Task details: For the listing below, give the count of lines containing the string "piped" and nothing else.
"""
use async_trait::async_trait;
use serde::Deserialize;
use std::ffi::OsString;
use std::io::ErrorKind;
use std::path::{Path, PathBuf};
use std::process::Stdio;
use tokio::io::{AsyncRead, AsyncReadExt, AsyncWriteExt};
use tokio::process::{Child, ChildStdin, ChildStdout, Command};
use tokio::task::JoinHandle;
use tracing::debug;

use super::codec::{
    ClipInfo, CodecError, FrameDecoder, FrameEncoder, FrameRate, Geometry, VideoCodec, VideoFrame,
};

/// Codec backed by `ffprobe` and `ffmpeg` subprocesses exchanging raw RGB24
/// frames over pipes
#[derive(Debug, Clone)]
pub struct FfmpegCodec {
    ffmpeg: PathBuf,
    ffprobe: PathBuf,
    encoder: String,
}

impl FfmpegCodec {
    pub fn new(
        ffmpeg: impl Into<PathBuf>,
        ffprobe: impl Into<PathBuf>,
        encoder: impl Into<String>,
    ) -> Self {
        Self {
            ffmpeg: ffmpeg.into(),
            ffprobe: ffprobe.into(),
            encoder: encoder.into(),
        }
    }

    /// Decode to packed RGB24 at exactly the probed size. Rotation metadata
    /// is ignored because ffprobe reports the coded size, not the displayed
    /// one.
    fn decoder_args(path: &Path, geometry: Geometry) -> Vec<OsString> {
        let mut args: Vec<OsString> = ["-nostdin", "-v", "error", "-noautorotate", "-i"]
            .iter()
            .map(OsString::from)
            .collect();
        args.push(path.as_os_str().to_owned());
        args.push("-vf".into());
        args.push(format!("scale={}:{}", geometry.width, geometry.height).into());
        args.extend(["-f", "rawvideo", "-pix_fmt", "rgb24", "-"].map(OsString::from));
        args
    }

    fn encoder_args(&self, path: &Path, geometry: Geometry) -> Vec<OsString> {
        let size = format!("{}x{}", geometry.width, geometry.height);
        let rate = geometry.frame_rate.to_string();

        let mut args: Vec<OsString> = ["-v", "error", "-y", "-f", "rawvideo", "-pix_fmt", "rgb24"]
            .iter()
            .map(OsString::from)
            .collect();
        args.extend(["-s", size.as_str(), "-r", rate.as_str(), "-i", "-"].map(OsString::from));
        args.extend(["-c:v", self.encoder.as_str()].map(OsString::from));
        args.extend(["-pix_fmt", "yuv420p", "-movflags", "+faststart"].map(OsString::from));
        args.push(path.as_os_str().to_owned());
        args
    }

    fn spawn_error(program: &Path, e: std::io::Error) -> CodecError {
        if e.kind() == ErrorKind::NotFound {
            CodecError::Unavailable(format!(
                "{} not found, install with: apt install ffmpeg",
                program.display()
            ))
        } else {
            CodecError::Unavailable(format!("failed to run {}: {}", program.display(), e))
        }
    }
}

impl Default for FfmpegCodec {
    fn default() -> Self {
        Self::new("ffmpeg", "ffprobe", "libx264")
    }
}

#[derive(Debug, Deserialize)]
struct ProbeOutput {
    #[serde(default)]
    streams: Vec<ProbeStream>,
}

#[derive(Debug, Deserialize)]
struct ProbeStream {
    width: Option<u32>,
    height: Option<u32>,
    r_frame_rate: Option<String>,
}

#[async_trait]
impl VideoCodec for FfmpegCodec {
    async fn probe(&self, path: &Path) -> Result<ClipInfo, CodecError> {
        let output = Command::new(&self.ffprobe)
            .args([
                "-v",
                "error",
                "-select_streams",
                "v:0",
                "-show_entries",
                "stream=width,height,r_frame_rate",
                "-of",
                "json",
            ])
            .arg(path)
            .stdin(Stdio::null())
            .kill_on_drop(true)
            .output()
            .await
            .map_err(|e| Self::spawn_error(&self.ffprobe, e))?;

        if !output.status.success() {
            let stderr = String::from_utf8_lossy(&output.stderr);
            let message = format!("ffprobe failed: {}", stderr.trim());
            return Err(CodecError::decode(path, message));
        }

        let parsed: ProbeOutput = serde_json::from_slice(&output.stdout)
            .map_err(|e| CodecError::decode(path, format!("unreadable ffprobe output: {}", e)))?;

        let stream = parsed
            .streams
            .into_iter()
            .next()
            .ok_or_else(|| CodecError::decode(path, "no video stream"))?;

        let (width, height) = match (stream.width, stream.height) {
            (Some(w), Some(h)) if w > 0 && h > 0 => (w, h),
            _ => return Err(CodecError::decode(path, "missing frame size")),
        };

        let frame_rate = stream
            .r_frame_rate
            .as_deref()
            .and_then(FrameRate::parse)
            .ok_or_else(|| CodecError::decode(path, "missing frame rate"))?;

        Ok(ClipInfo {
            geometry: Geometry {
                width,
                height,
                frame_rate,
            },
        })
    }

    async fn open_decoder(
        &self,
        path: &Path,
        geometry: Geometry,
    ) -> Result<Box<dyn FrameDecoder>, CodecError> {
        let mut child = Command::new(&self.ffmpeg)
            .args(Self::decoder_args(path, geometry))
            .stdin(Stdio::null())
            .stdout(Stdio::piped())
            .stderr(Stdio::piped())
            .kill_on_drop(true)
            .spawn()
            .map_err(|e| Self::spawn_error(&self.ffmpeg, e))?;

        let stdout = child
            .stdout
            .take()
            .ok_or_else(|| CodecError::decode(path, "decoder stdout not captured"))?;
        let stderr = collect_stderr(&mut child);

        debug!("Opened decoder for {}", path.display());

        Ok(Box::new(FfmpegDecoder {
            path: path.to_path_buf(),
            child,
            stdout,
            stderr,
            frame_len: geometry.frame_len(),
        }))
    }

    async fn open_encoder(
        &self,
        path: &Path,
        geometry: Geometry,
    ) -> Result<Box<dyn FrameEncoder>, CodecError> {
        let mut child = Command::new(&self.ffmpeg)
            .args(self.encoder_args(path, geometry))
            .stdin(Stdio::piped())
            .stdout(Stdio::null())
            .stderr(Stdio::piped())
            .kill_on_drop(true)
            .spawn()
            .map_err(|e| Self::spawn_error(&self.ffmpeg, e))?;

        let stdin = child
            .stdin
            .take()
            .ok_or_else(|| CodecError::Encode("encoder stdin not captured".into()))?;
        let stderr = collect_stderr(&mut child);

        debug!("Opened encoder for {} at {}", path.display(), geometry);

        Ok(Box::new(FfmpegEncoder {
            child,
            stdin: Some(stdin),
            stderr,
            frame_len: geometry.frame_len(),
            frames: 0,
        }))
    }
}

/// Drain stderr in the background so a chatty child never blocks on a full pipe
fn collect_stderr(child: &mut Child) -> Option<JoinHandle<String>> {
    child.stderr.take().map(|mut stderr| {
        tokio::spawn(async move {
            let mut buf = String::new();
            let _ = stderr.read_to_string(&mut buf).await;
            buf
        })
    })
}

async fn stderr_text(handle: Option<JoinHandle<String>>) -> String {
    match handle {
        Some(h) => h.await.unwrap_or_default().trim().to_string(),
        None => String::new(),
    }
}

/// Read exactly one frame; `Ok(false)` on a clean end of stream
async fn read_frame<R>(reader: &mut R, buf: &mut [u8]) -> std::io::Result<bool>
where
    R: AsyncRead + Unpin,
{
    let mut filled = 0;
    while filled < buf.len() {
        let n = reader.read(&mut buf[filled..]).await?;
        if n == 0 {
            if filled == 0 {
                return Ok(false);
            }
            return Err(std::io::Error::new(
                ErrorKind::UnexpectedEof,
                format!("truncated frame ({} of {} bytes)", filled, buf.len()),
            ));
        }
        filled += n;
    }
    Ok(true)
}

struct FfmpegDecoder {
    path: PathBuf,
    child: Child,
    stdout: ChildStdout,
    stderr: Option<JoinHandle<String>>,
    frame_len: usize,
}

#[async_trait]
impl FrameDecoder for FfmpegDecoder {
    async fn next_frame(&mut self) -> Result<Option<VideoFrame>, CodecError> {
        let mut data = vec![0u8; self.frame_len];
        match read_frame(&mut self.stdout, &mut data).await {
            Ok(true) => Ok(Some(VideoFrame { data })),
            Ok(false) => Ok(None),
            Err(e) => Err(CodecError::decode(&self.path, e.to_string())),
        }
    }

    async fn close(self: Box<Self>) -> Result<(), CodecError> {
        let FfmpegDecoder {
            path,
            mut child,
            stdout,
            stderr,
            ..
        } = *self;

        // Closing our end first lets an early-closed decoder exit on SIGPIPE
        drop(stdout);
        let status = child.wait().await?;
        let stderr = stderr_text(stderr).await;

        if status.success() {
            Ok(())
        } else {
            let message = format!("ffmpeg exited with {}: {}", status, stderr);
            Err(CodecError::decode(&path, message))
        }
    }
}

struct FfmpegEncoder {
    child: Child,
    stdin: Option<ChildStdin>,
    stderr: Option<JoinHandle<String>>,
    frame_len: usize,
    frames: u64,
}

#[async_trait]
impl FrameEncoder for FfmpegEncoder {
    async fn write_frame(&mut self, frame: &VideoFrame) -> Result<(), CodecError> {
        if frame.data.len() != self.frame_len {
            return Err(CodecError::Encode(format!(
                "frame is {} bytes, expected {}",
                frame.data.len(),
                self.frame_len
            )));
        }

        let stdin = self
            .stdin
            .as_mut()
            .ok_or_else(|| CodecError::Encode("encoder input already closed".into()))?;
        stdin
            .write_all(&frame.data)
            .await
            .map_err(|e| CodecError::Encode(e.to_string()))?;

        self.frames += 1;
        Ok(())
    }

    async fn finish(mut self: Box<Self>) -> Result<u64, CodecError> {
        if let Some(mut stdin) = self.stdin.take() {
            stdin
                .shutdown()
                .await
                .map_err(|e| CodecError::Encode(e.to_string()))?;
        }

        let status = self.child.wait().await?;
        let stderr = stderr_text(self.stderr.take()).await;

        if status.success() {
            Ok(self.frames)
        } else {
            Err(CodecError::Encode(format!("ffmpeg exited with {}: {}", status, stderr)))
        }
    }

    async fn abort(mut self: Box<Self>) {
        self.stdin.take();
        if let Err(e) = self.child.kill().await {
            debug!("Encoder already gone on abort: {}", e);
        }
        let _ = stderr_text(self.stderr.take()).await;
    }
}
"""
Your response: 4